Segment Start: Input material
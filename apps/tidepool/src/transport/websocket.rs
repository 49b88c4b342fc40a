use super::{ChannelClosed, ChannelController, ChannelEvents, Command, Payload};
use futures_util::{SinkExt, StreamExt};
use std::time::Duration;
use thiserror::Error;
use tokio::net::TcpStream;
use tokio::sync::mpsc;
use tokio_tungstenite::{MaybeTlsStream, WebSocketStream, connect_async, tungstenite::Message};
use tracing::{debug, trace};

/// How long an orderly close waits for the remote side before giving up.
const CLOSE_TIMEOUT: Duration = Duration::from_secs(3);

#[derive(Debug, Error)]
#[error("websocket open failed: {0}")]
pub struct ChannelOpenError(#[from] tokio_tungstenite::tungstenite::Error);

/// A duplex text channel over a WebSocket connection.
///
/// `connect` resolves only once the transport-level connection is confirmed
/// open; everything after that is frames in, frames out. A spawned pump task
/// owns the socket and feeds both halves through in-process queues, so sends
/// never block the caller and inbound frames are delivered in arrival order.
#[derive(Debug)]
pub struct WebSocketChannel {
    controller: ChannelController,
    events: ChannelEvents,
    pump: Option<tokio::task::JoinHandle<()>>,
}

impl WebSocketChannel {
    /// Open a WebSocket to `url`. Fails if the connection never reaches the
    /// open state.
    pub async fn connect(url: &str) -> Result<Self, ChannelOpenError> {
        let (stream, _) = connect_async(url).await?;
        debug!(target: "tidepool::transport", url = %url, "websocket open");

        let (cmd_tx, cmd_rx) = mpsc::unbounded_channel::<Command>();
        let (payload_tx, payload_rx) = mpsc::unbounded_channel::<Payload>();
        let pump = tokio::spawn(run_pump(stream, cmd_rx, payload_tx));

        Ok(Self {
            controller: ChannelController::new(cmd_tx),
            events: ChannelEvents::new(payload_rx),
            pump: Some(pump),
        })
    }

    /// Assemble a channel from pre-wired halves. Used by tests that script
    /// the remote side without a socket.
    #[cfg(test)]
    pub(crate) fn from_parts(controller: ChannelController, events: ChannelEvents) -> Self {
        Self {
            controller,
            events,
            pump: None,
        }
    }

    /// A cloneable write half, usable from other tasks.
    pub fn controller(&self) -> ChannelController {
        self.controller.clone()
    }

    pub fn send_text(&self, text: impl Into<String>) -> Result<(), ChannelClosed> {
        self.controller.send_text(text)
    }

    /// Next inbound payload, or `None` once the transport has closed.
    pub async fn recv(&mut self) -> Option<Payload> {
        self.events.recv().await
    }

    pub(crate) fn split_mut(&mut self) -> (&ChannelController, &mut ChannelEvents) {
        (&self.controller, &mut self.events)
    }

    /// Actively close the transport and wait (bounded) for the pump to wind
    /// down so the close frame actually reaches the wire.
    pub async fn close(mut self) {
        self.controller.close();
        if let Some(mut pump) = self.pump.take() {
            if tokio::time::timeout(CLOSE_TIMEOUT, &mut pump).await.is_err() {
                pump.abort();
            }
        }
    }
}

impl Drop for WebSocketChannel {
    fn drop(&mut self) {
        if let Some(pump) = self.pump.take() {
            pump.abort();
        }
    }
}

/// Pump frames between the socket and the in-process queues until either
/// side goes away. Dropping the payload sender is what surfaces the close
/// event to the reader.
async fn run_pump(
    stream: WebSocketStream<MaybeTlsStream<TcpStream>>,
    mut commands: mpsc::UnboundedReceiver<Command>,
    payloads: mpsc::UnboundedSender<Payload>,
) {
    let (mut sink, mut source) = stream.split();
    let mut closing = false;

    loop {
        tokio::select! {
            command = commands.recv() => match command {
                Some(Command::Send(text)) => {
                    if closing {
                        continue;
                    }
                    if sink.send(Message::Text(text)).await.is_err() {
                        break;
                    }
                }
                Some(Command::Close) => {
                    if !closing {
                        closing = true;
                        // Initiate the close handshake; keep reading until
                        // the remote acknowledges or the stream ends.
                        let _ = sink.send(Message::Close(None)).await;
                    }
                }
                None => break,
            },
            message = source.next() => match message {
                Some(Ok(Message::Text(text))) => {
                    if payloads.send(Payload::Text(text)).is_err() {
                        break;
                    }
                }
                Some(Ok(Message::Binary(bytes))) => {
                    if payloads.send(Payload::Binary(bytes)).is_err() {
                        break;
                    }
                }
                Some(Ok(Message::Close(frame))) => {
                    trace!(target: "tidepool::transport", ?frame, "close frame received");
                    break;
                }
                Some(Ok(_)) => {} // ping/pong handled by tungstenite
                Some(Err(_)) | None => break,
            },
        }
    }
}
Segment End: Input material
What you have to do> A single number is required: how many lines in these records contain "struct".

Reply> 2